Только раз Соничка, будучи гимназисткой, влюбилась не в Георгия, а в своего учителя словесности, «необыкновенного человека», который умел говорить такие, например, гениальные вещи: «Преимущество литературного слова перед музыкой, живописью и скульптурой заключается в том, что оно производит сильное впечатление на всех людей» (стр. 197)…
Соничка и к «необыкновенному человеку» всячески липла, но его г. Лазаревский быстро уморил в Крыму, и Соничка, оставшись ни при чем, собралась «поступить на курсы и утопить свое горе в холодной науке» (стр. 240).
О стиле «Девушек» вряд ли еще нужно говорить после приведенных цитат. Тайное желание г. Лазаревского – писать «под Чехова»; но это ему не удается нисколько. Он ближе к любому чеховскому герою, чем к его творцу. Гимназическое надсонианство у г. Лазаревского смешано с радостным влечением к наивной порнографии. Не без приятности писал г. Лазаревский свою книгу; удивляюсь, что кончил: «Приключения Сонички» можно растянуть еще томов на десять. Придя в возраст – Соничка, очевидно, не изменится; в гимназии, на курсах, в столице, в провинции – она, ведь, все та же, – маленькая, пошленькая, грязненькая, невежественная любимица г. Лазаревского; и в 45 лет она так же будет влюбляться в Георгия. Только вот «рыжеватые волосы» выпадут, да и «аромат женского тела пропадает у них (?) после тридцати лет» (стр. 131), пожалуй, г. Борису Лазаревскому писать о такой Соиичке нет никакого удовольствия.

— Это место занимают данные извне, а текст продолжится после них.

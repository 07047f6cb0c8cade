//! Two-slot pairing buffer for rendezvous mode.

use std::fmt;

/// One of the two relay ports.
#[derive(Clone, Copy, Debug, PartialEq, Eq, Hash)]
pub enum Side {
    A,
    B,
}

impl Side {
    pub fn other(self) -> Side {
        match self {
            Side::A => Side::B,
            Side::B => Side::A,
        }
    }

    pub fn index(self) -> usize {
        match self {
            Side::A => 0,
            Side::B => 1,
        }
    }
}

impl fmt::Display for Side {
    fn fmt(&self, f: &mut fmt::Formatter<'_>) -> fmt::Result {
        f.write_str(match self {
            Side::A => "A",
            Side::B => "B",
        })
    }
}

/// Collects one item from each side, strictly alternating A, B, A, B.
///
/// Offering the side that is not expected is refused, so pairs always
/// form in arrival order and an early B can never be matched with a later
/// A.
#[derive(Debug)]
pub struct RelayPairSlot<T> {
    first: Option<T>,
}

impl<T> Default for RelayPairSlot<T> {
    fn default() -> Self {
        Self { first: None }
    }
}

impl<T> RelayPairSlot<T> {
    pub fn new() -> Self {
        Self::default()
    }

    /// The side the next item must come from.
    pub fn expected(&self) -> Side {
        if self.first.is_some() {
            Side::B
        } else {
            Side::A
        }
    }

    /// The A item waiting for its partner, if any.
    pub fn waiting(&self) -> Option<&T> {
        self.first.as_ref()
    }

    /// Offers an item from `side`.
    ///
    /// Returns the completed `(a, b)` pair once both slots are filled, after
    /// which the slot is empty again. An item from the wrong side is handed
    /// back untouched.
    pub fn offer(&mut self, side: Side, item: T) -> Result<Option<(T, T)>, T> {
        if side != self.expected() {
            return Err(item);
        }
        match self.first.take() {
            None => {
                self.first = Some(item);
                Ok(None)
            }
            Some(first) => Ok(Some((first, item))),
        }
    }

    /// Drops a waiting A item.
    pub fn clear(&mut self) -> Option<T> {
        self.first.take()
    }
}

#[cfg(test)]
mod tests {
    use super::*;

    #[test]
    fn pairs_in_arrival_order() {
        let mut slot = RelayPairSlot::new();
        let mut pairs = Vec::new();
        for (a, b) in [("a1", "b1"), ("a2", "b2"), ("a3", "b3")] {
            assert_eq!(slot.offer(Side::A, a), Ok(None));
            assert_eq!(slot.waiting(), Some(&a));
            pairs.push(slot.offer(Side::B, b).unwrap().unwrap());
            assert!(slot.waiting().is_none());
        }
        assert_eq!(pairs, [("a1", "b1"), ("a2", "b2"), ("a3", "b3")]);
    }

    #[test]
    fn refuses_out_of_turn() {
        let mut slot = RelayPairSlot::new();
        assert_eq!(slot.expected(), Side::A);
        assert_eq!(slot.offer(Side::B, 1), Err(1));

        assert_eq!(slot.offer(Side::A, 2), Ok(None));
        assert_eq!(slot.expected(), Side::B);
        assert_eq!(slot.offer(Side::A, 3), Err(3));
        assert_eq!(slot.offer(Side::B, 4), Ok(Some((2, 4))));
        assert_eq!(slot.expected(), Side::A);
    }

    #[test]
    fn clear_resets_the_round() {
        let mut slot = RelayPairSlot::new();
        slot.offer(Side::A, 'x').unwrap();
        assert_eq!(slot.clear(), Some('x'));
        assert_eq!(slot.expected(), Side::A);
    }

    #[test]
    fn sides() {
        assert_eq!(Side::A.other(), Side::B);
        assert_eq!(Side::B.other().index(), 0);
        assert_eq!(Side::B.to_string(), "B");
    }
}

Да, печальная книга, печальная история, печальным языком она написана. И все же, если бы пришлось выбирать (выбирать, слава Богу, не нужно, но если бы пришлось!) между «Девушками» г. Лазаревского и той книгой, к которой и сейчас перейду, – я сказал бы: нет, пусть Надсон, пусть Георгий, подсматривающий в щелку, пусть «величественная природа Кавказа», пусть «любая открытка Богданова-Бельского» (все, что так любят герои Б. Лазаревского), пусть сам г. Лазаревский, только не –
Иван Рукавишников. («Сны»). Есть такие книжки. Сразу можно узнать, что это за сорт, довольно выписать четверть любой странички.
«И ушли белые по многослойному пурпуру беззвучно. И я знал, что закрылись двери. Здравствуй, царица!
И был мне ответ. Иной, чем тогда.
И был я один. И были вдвоем. Под небом Солнца, под небом Луны, под сводами красного камня, то не видящими Солнца, то не видящими Луны… И попирал я пурпур, одеяние сильных мира»…
Если бы кто-нибудь захотел знать, что дальше – отсылаю его к 33 странице книги. Но дальше то же самое.
Вот сон «Проклятый»; начинается он так:
«Стонала земля под копытами черного коня. Цепкие черные руки ночного леса били нас…». «И тряслось перед глазами моими белое лицо старика, зиял рот его, зияли глаза. И в уши мои били камни слов старика:
– Будь проклят! Будь проклят! Будь проклят!» и т. д.
Это «Сны» не виденные, даже не придуманные, а вымученные, в холодном поту, в отчаянии от собственной бездарности. Неужели г. Иван Рукавишников и теперь еще не замечает, чем кончилось его нечеловеческое напряжение? Неужели думает, что это «поэтическая проза», а не жалкое, старое (очень старое!), противное безвкусие?